Ao longo do processo, Paiva criou a Associação Brasileira de Consumidores Automotivos (ABCAuto), para reunir casos parecidos. Junto com a Associação Nacional das Vítimas das Empresas Montadoras e Concessionárias Automotivas (Avemca) foi feito o dossiê entregue ao DPDC.
Segundo o documento, dos 32 casos de incêndios e explosões até 2009, 20 teriam ocorrido sem motivo aparente. Nos demais, houve colisões. Após essa data, surgiram novos relatos, aumentando os números para 42 acidentes e 27 mortes.
Alguns desses casos têm ações na Justiça, outros apenas boletins de ocorrência em delegacias e outros foram relatados por consumidores via internet. Há até casos que teriam ocorrido em 2013. Além do DPDC, o relatório foi entregue à Comissão Nacional Permanente de Defesa do Consumidor, da Câmara de Deputados.

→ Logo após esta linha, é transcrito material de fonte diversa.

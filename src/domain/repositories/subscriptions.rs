use anyhow::Result;
use async_trait::async_trait;
use chrono::{DateTime, Utc};
use mockall::automock;

use crate::domain::entities::subscriptions::SubscriptionEntity;
use crate::domain::value_objects::enums::plan_codes::PlanCode;

#[async_trait]
#[automock]
pub trait SubscriptionRepository {
    async fn find_by_user(&self, user_id: i64) -> Result<Option<SubscriptionEntity>>;

    /// Lazily creates the record with status `none` on first interaction.
    async fn ensure_exists(&self, user_id: i64) -> Result<SubscriptionEntity>;

    /// Moves `none`/`expired` to `pending` when a purchase is requested.
    /// A live entitlement (active/renewal_window) is left untouched.
    async fn mark_pending(&self, user_id: i64) -> Result<()>;

    /// Activation upsert: status `active`, the plan and expiry computed from
    /// the approval instant, `renewal_offer_until` cleared, and the approving
    /// payment linked.
    async fn activate(
        &self,
        user_id: i64,
        plan_code: PlanCode,
        expires_at: DateTime<Utc>,
        last_payment_id: &str,
    ) -> Result<()>;

    /// Opens the renewal window iff it was never opened for this entitlement
    /// (`renewal_offer_until IS NULL`) and the record is still active with a
    /// future expiry. Returns whether this call opened it.
    async fn open_renewal_window(
        &self,
        user_id: i64,
        offer_until: DateTime<Utc>,
        now: DateTime<Utc>,
    ) -> Result<bool>;

    /// Retires the entitlement iff it is live and `expires_at <= now`,
    /// clearing `plan_code`, `expires_at` and `renewal_offer_until`. Returns
    /// whether this call performed the transition.
    async fn expire(&self, user_id: i64, now: DateTime<Utc>) -> Result<bool>;

    /// All records the sweeper must visit: live entitlements with a non-null
    /// expiry.
    async fn list_sweep_candidates(&self) -> Result<Vec<SubscriptionEntity>>;
}
pub mod pix_client;
use std::sync::Arc;

use axum::{
    Json, Router,
    body::Bytes,
    extract::State,
    http::{HeaderMap, StatusCode},
    response::{IntoResponse, Response},
    routing::post,
};
use serde_json::json;
use tracing::{info, warn};

use crate::domain::value_objects::webhook::WebhookEnvelope;
use crate::infrastructure::payments::pix_client::PixClient;
use crate::infrastructure::queue::reconcile_queue::ReconcileQueue;

pub struct WebhookState {
    pub queue: ReconcileQueue,
    pub pix_client: Arc<PixClient>,
}

pub fn routes(state: Arc<WebhookState>) -> Router {
    Router::new()
        .route("/payment-webhook", post(payment_webhook))
        .with_state(state)
}

/// Provider notification endpoint. Acknowledges immediately in all non-crash
/// cases; reconciliation happens on the queue workers, which re-fetch the
/// authoritative status instead of trusting anything in this body.
pub async fn payment_webhook(
    State(state): State<Arc<WebhookState>>,
    headers: HeaderMap,
    body: Bytes,
) -> Response {
    let envelope = WebhookEnvelope::parse(&body);
    let Some(payment_id) = envelope.payment_id() else {
        warn!(
            body = %String::from_utf8_lossy(&body),
            "payment_webhook: notification without payment id; ignoring"
        );
        return ack();
    };

    // Signature validation is advisory: the scheme is not stable across
    // provider product lines, so a failure is logged and delivery proceeds.
    if state.pix_client.has_webhook_secret() {
        let signature = headers.get("x-signature").and_then(|v| v.to_str().ok());
        let request_id = headers
            .get("x-request-id")
            .and_then(|v| v.to_str().ok())
            .unwrap_or_default();
        match signature {
            Some(signature) => {
                if let Err(err) =
                    state
                        .pix_client
                        .verify_webhook_signature(signature, request_id, &payment_id)
                {
                    warn!(
                        payment_id = %payment_id,
                        error = %err,
                        "payment_webhook: signature validation failed; processing anyway"
                    );
                }
            }
            None => {
                warn!(
                    payment_id = %payment_id,
                    "payment_webhook: x-signature header missing; processing anyway"
                );
            }
        }
    }

    info!(payment_id = %payment_id, "payment_webhook: notification received");
    state.queue.enqueue(payment_id);

    ack()
}

fn ack() -> Response {
    (StatusCode::OK, Json(json!({ "ok": true }))).into_response()
}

Uma das vítimas, cuja família move ação, é a da bebê Raíssa, de sete meses. Em julho de 2008, sua mãe Lucineia Rodrigues dos Santos Silva estacionou o Vectra, adquirido três anos antes, na garagem de casa, em Três Lagoas (MS). Desceu com o filho de cinco anos e voltaria para pegar a menina, que dormia na cadeirinha. Mal entrou na casa, ouviu uma explosão e viu o carro em chamas. Ela retirou a bebê, já com boa parte do corpo queimado. Após 34 dias de internação e várias cirurgias, a menina faleceu.
O carro foi levado para perícia e constatou-se defeito na parte elétrica. Lucineia entrou com ação contra a GM e a montadora obteve direito a nova perícia, mas o carro sumiu do terreno onde foi depositado pela Polícia local. O caso está parado na Justiça.
Bruno Ferreira Mulinari é outra vítima que aguarda decisão judicial. Ele e quatro amigos de 18 a 20 anos estavam em maio de 2009 em um Vectra numa estrada em Anchieta (ES) quando sentiram forte calor nas pernas. “Logo em seguida o carro estava em chamas e pulamos para fora.” Todos tiveram queimaduras graves. Dois deles ficaram internados por mais de um ano.